ABSTRACT
Background Chronic airway diseases like cystic fibrosis (CF) and primary ciliary dyskinesia (PCD) pose substantial clinical challenges. This study explores the p.C97W variant in WFDC2, proposed as a new genetic origin of respiratory distress, especially among Koreans.
Methods Whole-exome/genome sequencing (WES/WGS) were performed on 64 patients from 62 families presenting with severe bronchiectasis and chronic rhinosinusitis. In vitro analyses and protein modeling were utilized to evaluate the functional implications of the WFDC2 variant.
Results Pathogenic variants were found in 11.3% of families, including a novel homozygous WFDC2 missense variant (c.291C>G, p.Cys97Trp) in five unrelated families, confirmed by Sanger sequencing. The variant, rare globally but more frequent in Koreans, caused persistent wet cough, chronic rhinosinusitis, and bronchiectasis in affected patients. Lung tissue pathology showed chronic inflammation and interstitial fibrosis. The p.C97W variant impaired WFDC2 protein folding, secretion, and function.

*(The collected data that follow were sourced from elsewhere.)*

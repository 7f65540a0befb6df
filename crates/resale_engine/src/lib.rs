//! Resale engine: streaming transport and effect execution.
mod decode;
mod engine;
mod fetch;
mod form;
mod lens;
mod preview;
mod types;

pub use decode::LineDecoder;
pub use engine::EngineHandle;
pub use fetch::{ChannelFrameSink, FrameSink, ReqwestStreamer, StreamSettings, Streamer, STREAM_PATH};
pub use form::guess_mime;
pub use lens::{CandidateSource, ReqwestLensClient, LENS_PATH};
pub use preview::{Preview, PreviewRegistry};
pub use types::{EngineEvent, FailureKind, FetchError, LensResponse, StreamSummary};
use std::collections::BTreeSet;

use engine_logging::{engine_debug, engine_info, engine_warn};

use crate::effect::{LensRequest, RunRequest};
use crate::frame::StreamFrame;
use crate::inputs::{ImageFile, ImageId, SearchInputs};
use crate::msg::RunOutcome;
use crate::run::{apply_frame, RunId, RunMode, RunState};
use crate::{AppState, Effect, Msg};

/// Shown when a run or lookup is requested without a main image.
pub const MISSING_IMAGE_ERROR: &str = "Please select a main image first.";

/// Error text recorded for a run the user stopped.
pub const CANCELLED_ERROR: &str = "Cancelled";

/// Pure update function: applies a message to state and returns any effects.
pub fn update(mut state: AppState, msg: Msg) -> (AppState, Vec<Effect>) {
    let effects = match msg {
        Msg::MainImageChanged(image) => {
            if state.inputs.main_image == image {
                return (state, Vec::new());
            }
            let before = held_images(&state.inputs);
            state.inputs.main_image = image;
            // A new image invalidates whatever was identified so far.
            state.guided = Default::default();
            state.mark_dirty();
            preview_changes(&before, &held_images(&state.inputs))
        }
        Msg::ExtraImagesChanged(images) => {
            let before = held_images(&state.inputs);
            state.inputs.extra_images = images;
            state.mark_dirty();
            preview_changes(&before, &held_images(&state.inputs))
        }
        Msg::TextChanged(text) => {
            state.inputs.text = text;
            state.mark_dirty();
            Vec::new()
        }
        Msg::ItemNameChanged(name) => {
            state.inputs.item_name = name;
            state.mark_dirty();
            Vec::new()
        }
        Msg::RunRequested(mode) => {
            let item_name = state.inputs.item_name_field();
            start_run(&mut state, mode, item_name).1
        }
        Msg::CancelRequested(mode) => {
            let runs = state.in_flight_runs(mode);
            engine_info!("Cancel requested for mode={} runs={:?}", mode, runs);
            runs.into_iter()
                .map(|run_id| Effect::CancelRun { run_id })
                .collect()
        }
        Msg::RunFrame { run_id, frame } => {
            apply_run_frame(&mut state, run_id, &frame);
            Vec::new()
        }
        Msg::RunFinished { run_id, outcome } => {
            finish_run(&mut state, run_id, outcome);
            Vec::new()
        }
        Msg::ListingDismissed { mode, key } => {
            let slot = state.slot_mut(mode);
            if slot.dismissed.insert(key) {
                state.mark_dirty();
            }
            Vec::new()
        }
        Msg::IdentifyRequested => {
            if state.guided.is_locked() {
                return (state, Vec::new());
            }
            let Some(main_image) = state.inputs.main_image.clone() else {
                state.guided.error = Some(MISSING_IMAGE_ERROR.to_string());
                state.mark_dirty();
                return (state, Vec::new());
            };
            let request_id = state.allocate_request_id();
            state.guided.begin_identify(request_id);
            state.mark_dirty();
            vec![Effect::FetchCandidates {
                request_id,
                request: LensRequest {
                    main_image,
                    text: state.inputs.text_field(),
                },
            }]
        }
        Msg::CandidatesLoaded { request_id, result } => {
            if state.guided.pending_request == Some(request_id) {
                state.guided.candidates_loaded(result);
                state.mark_dirty();
            } else {
                engine_debug!("Ignoring stale candidate response request_id={}", request_id);
            }
            Vec::new()
        }
        Msg::CandidateSelected(id) => {
            if state.guided.select(&id) {
                state.mark_dirty();
            }
            Vec::new()
        }
        Msg::TitleEdited(text) => {
            if state.guided.edit_title(text) {
                state.mark_dirty();
            }
            Vec::new()
        }
        Msg::GuidedRunConfirmed => {
            if !state.guided.can_confirm() {
                return (state, Vec::new());
            }
            let title = state.guided.confirmed_title();
            let (run_id, effects) = start_run(&mut state, RunMode::Both, Some(title));
            if let Some(run_id) = run_id {
                state.guided.begin_analyzing(run_id);
            }
            effects
        }
        Msg::Teardown => {
            let mut effects: Vec<Effect> = state
                .in_flight_runs(RunMode::Both)
                .into_iter()
                .map(|run_id| Effect::CancelRun { run_id })
                .collect();
            effects.extend(preview_changes(&held_images(&state.inputs), &[]));
            state.inputs.main_image = None;
            state.inputs.extra_images.clear();
            state.mark_dirty();
            effects
        }
        Msg::NoOp => Vec::new(),
    };

    (state, effects)
}

/// Resets the targeted slots and emits the request. Returns the new run id
/// when a request was actually issued.
fn start_run(
    state: &mut AppState,
    mode: RunMode,
    item_name: Option<String>,
) -> (Option<RunId>, Vec<Effect>) {
    state.mark_dirty();
    let Some(main_image) = state.inputs.main_image.clone() else {
        engine_warn!("Run requested for mode={} without a main image", mode);
        for slot in mode.slots() {
            state.slot_mut(*slot).run.error = MISSING_IMAGE_ERROR.to_string();
        }
        return (None, Vec::new());
    };

    let mut effects: Vec<Effect> = state
        .in_flight_runs(mode)
        .into_iter()
        .map(|run_id| Effect::CancelRun { run_id })
        .collect();

    let run_id = state.allocate_run_id();
    let plan = state.plan.clone();
    for target in mode.slots() {
        let slot = state.slot_mut(*target);
        slot.run = RunState::started(run_id, &plan);
        slot.dismissed.clear();
    }
    state.requested = Some(mode);

    engine_info!(
        "StartRun run_id={} mode={} extra_images={}",
        run_id,
        mode,
        state.inputs.extra_images.len()
    );
    effects.push(Effect::StartRun {
        run_id,
        request: build_request(state, mode, main_image, item_name),
    });
    (Some(run_id), effects)
}

fn held_images(inputs: &SearchInputs) -> Vec<ImageFile> {
    inputs.all_images().cloned().collect()
}

/// Preview effects for moving from `before` to `after`. Ownership follows the
/// image id, so an id shared by several inputs is acquired and released once.
fn preview_changes(before: &[ImageFile], after: &[ImageFile]) -> Vec<Effect> {
    let holds = |images: &[ImageFile], id: ImageId| images.iter().any(|image| image.id == id);
    let mut released = BTreeSet::new();
    let mut acquired = BTreeSet::new();
    let mut effects: Vec<Effect> = before
        .iter()
        .filter(|old| !holds(after, old.id) && released.insert(old.id))
        .map(|old| Effect::ReleasePreview { image_id: old.id })
        .collect();
    effects.extend(
        after
            .iter()
            .filter(|new| !holds(before, new.id) && acquired.insert(new.id))
            .map(|new| Effect::AcquirePreview { image: new.clone() }),
    );
    effects
}

fn build_request(
    state: &AppState,
    mode: RunMode,
    main_image: ImageFile,
    item_name: Option<String>,
) -> RunRequest {
    RunRequest {
        mode,
        main_image,
        extra_images: state.inputs.extra_images.clone(),
        text: state.inputs.text_field(),
        item_name,
    }
}

fn apply_run_frame(state: &mut AppState, run_id: RunId, frame: &StreamFrame) {
    let slots = state.slots_for_run(run_id);
    if slots.is_empty() {
        engine_debug!("Ignoring frame for stale run_id={}", run_id);
        return;
    }
    for mode in slots {
        let slot = state.slot_mut(mode);
        slot.run = apply_frame(std::mem::take(&mut slot.run), frame);
    }
    state.mark_dirty();
}

fn finish_run(state: &mut AppState, run_id: RunId, outcome: RunOutcome) {
    for mode in state.slots_for_run(run_id) {
        let run = &mut state.slot_mut(mode).run;
        run.loading = false;
        run.finished = true;
        match &outcome {
            RunOutcome::Completed => {}
            RunOutcome::Failed(message) => run.error.clone_from(message),
            RunOutcome::Cancelled => run.error = CANCELLED_ERROR.to_string(),
        }
    }
    if state.guided.run_finished(run_id) {
        engine_info!("Guided analysis finished run_id={} outcome={:?}", run_id, outcome);
    }
    state.mark_dirty();
}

Conclusions The p.C97W variant in WFDC2 is a critical genetic factor in severe chronic airway disease that shares clinical features with CF and PCD. Given its implications for diagnosis and treatment, genetic testing for WFDC2 mutations in individuals with CF or PCD-like symptoms is recommended.
INTRODUCTION
In humans, the respiratory epithelium is critical for air transport, mucociliary clearance, and immune regulation. The airway epithelium comprises various cell types, including basal, ciliated, goblet, and club cells, as well as rare types like tuft cells, ionocytes, and neuroendocrine cells.1 The mucosal surface of the respiratory tract contributes to innate immune defense. Each epithelial cell type plays a distinct role in maintaining airway integrity and the mucociliary clearance system, by producing antioxidants, protease inhibitors, antimicrobial peptides, or by secreting mucins and surfactants.2,3 Dysregulation of these processes due to genetic or environmental factors can lead to the pathophysiology of severe viral infections and chronic pulmonary disorders, including asthma,1,4,5 cystic fibrosis (CF),1,6-8 and primary ciliary dyskinesia (PCD).1,9,10
In this study, we identified a homozygous missense variant (c.291C>G, p.C97W) in WFDC2, a serine/threonine protease inhibitor with anti-bacterial activity, through whole-exome and genome sequencing in families affected by respiratory conditions resembling PCD. Individuals with this variant exhibited chronic inflammation, bronchiectasis, interstitial fibrosis, and infections caused by Pseudomonas aeruginosa. Due to its implications for diagnosis and treatment, genetic testing for WFDC2 mutations is recommended for individuals with CF or PCD-like symptoms.
RESULTS
Identification of the WFDC2 variant
The WES or WGS analysis pipeline to identify the potential genetic causes in patients with severe bronchiectasis and chronic rhinosinusitis (n = 64 from 62 families) is shown in Fig. S1. Pathogenic variants were identified in 7 of the 62 families (11.3%): five with variants in PCD-linked genes (six patients) and two (two patients) with CFTR variants (Fig. 1A, B). Furthermore, a homozygous missense variant (c.291C>G, p.Cys97Trp) in WFDC2 was identified in five unrelated families (Fig. 1C, and Fig. S2). Sanger sequencing confirmed this homozygous mutation in affected probands and their siblings, while the unaffected mother was heterozygous (Fig. 1D). The allele frequency of this variant was 0.00001611 in the global population 0.0004051 in East Asians, and 0.0018 in the Korean population, as reported in the Genome Aggregation Database (gnomAD; Table S1). Haplotype analysis revealed that individuals carrying the c.291C>G WFDC2 mutation shared a genomic region of approximately 138.5 kb surrounding the variant (Table S2). Subsequent haplotype analysis using the LDhap Tool11 using eight selected SNPs within the shared region revealed that individuals with the c.291C>G WFDC2 mutation share a rare H4 haplotype, with a frequency of 0.63% in the homozygous state (Table S2). This finding suggests this variant as a founder allele.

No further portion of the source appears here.